The mineral content was unaffected by the mutations, except for carbon. The absence of aliphatic glucosinolates resulted in unmodified, steady-state transpiration in the myb28myb29 genotype under salt stress; this may have maintained the uptake of ions and could explain the lack of difference in their tissue accumulation in relation to the WT. Moreover, a lower RWC may have concentrated the foliar ions in salt treated myb28myb29 plants. The modest carbon increase in WT and myb28 mutant under salinity was probably related to increased accumulation of carbohydrates or other carbon rich compounds, a strategy to cope with salt stress. In fact, sugars, which accumulate in response to environmental stresses, may act as osmolytes to maintain cell turgor and they have been previously shown to increase in Arabidopsis plants under salt stress (Krasensky and Jonak, 2012). This response may not occur in the double mutant.

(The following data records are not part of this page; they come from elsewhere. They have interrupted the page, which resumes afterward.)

//! Scoped ownership of one native bitmap handle.
//!
//! A [`BitmapSession`] acquires its handle in [`BitmapSession::open`] and
//! releases it exactly once: in [`BitmapSession::close`], or in `Drop` when
//! the session goes out of scope on an error path.

use alloc::vec::Vec;
use core::marker::PhantomData;

use crate::error::CodecError;
use crate::library::{BitmapHandle, BitmapInfo, Flags, FormatId, NativeCodecLibrary};
use crate::metadata::Metadata;
use crate::pixel::PixelBuffer;

/// Lifecycle state of a [`BitmapSession`].
#[derive(Clone, Copy, Debug, PartialEq, Eq)]
pub enum SessionState {
    /// No handle held.
    Closed,
    /// Handle acquired, bitmap empty.
    Open,
    /// Bitmap decoded from bytes or allocated for encoding.
    Populated,
    /// Pixels or metadata have been copied out at least once.
    Extracted,
}

/// One native bitmap handle, scoped to a single read or write.
///
/// Not `Send`: native handles are not assumed to be thread-safe.
pub struct BitmapSession<'lib> {
    library: &'lib dyn NativeCodecLibrary,
    handle: Option<BitmapHandle>,
    state: SessionState,
    format: FormatId,
    _not_send: PhantomData<*const ()>,
}

impl<'lib> BitmapSession<'lib> {
    /// Acquire a bitmap handle bound to `format`. Closed → Open.
    pub fn open(
        library: &'lib dyn NativeCodecLibrary,
        hint: &str,
        format: FormatId,
        flags: Flags,
    ) -> Result<Self, CodecError> {
        if !library.is_loaded() {
            return Err(CodecError::LibraryUnavailable(
                "cannot open a bitmap without a loaded library".into(),
            ));
        }
        let handle = library.open_bitmap(hint, format, flags)?;
        log::trace!("bitmap {handle:?} opened for format {format} ({hint})");
        Ok(Self {
            library,
            handle: Some(handle),
            state: SessionState::Open,
            format,
            _not_send: PhantomData,
        })
    }

    pub fn state(&self) -> SessionState {
        self.state
    }

    pub fn format(&self) -> FormatId {
        self.format
    }

    /// Decode an encoded buffer into the bitmap. Open → Populated.
    pub fn load_from_bytes(&mut self, data: &[u8]) -> Result<(), CodecError> {
        let handle = self.expect_state(SessionState::Open)?;
        self.library.load(handle, data)?;
        self.state = SessionState::Populated;
        Ok(())
    }

    /// Allocate a native bitmap matching `image`'s shape. Open → Populated.
    pub fn allocate(&mut self, image: &PixelBuffer) -> Result<(), CodecError> {
        let handle = self.expect_state(SessionState::Open)?;
        self.library
            .allocate(handle, image.width(), image.height(), image.layout())?;
        self.state = SessionState::Populated;
        Ok(())
    }

    /// Shape of the populated bitmap.
    pub fn info(&self) -> Result<BitmapInfo, CodecError> {
        let handle = self.expect_populated()?;
        self.library.describe(handle)
    }

    /// Copy decoded pixels out. Repeatable.
    pub fn read_image_data(&mut self) -> Result<PixelBuffer, CodecError> {
        let handle = self.expect_populated()?;
        let pixels = self.library.read_pixels(handle)?;
        self.state = SessionState::Extracted;
        Ok(pixels)
    }

    /// Copy metadata out. Repeatable.
    pub fn read_meta_data(&mut self) -> Result<Metadata, CodecError> {
        let handle = self.expect_populated()?;
        let meta = self.library.read_meta(handle)?;
        self.state = SessionState::Extracted;
        Ok(meta)
    }

    /// Copy pixels into an allocated bitmap of the same shape.
    pub fn write_image_data(&mut self, image: &PixelBuffer) -> Result<(), CodecError> {
        let handle = self.expect_state(SessionState::Populated)?;
        let info = self.library.describe(handle)?;
        if (info.width, info.height) != (image.width(), image.height()) {
            return Err(CodecError::DimensionMismatch {
                width: image.width(),
                height: image.height(),
                bitmap_width: info.width,
                bitmap_height: info.height,
            });
        }
        if info.layout != image.layout() {
            return Err(CodecError::LayoutMismatch {
                expected: info.layout,
                actual: image.layout(),
            });
        }
        self.library.write_pixels(handle, image)
    }

    /// Attach metadata. `None` or empty metadata is skipped.
    pub fn write_meta_data(&mut self, meta: Option<&Metadata>) -> Result<(), CodecError> {
        let handle = self.expect_state(SessionState::Populated)?;
        match meta {
            Some(meta) if !meta.is_empty() => self.library.write_meta(handle, meta),
            _ => Ok(()),
        }
    }

    /// Encode the populated bitmap.
    pub fn save_to_bytes(&mut self) -> Result<Vec<u8>, CodecError> {
        let handle = self.expect_state(SessionState::Populated)?;
        self.library.save(handle)
    }

    /// Release the handle. Any state → Closed.
    pub fn close(mut self) {
        self.release();
    }

    fn release(&mut self) {
        if let Some(handle) = self.handle.take() {
            self.library.close(handle);
            log::trace!("bitmap {handle:?} closed");
        }
        self.state = SessionState::Closed;
    }

    fn expect_state(&self, expected: SessionState) -> Result<BitmapHandle, CodecError> {
        match self.handle {
            Some(handle) if self.state == expected => Ok(handle),
            _ => Err(CodecError::InvalidState {
                expected,
                actual: self.state,
            }),
        }
    }

    fn expect_populated(&self) -> Result<BitmapHandle, CodecError> {
        match (self.handle, self.state) {
            (Some(handle), SessionState::Populated | SessionState::Extracted) => Ok(handle),
            _ => Err(CodecError::InvalidState {
                expected: SessionState::Populated,
                actual: self.state,
            }),
        }
    }
}

impl Drop for BitmapSession<'_> {
    fn drop(&mut self) {
        self.release();
    }
}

The good correlation between L0 and the protein levels of both PIP1 (R2 = 0.795) and PIP2 (R2 = 0.877) suggest a symplastic regulation of water flow under both non-saline and saline conditions. Aquaporin abundance in root plasma membrane may have contributed to the differences in L0- among genotypes. It has been reported previously that perturbation of glucosinolate biosynthesis by suppression of the CYP79F1 and CYP79F2 genes, (by RNAi), modified the expression of cell environment-interacting proteins (by ~12%) among others, including PIP2a (Chen et al., 2012). Similar correlation between L0 and the PIP1 content was observed in broccoli plants after exogenous sinigrin addition and the subsequent allyl-isothiocyanate formation. However, the PIP2 content was not related to the L0 values under the above conditions, although under salt stress the greater sinigrin effect on osmotic water permeability (Pf)—rather than L0—provided evidence for the contribution of PIP2 aquaporins to the cell-to-cell pathway (Martínez-Ballesta et al., 2014). Differences among exogenous and endogenous glucosinolates, genotypes and stress conditions may influence the contribution of aquaporins to this route.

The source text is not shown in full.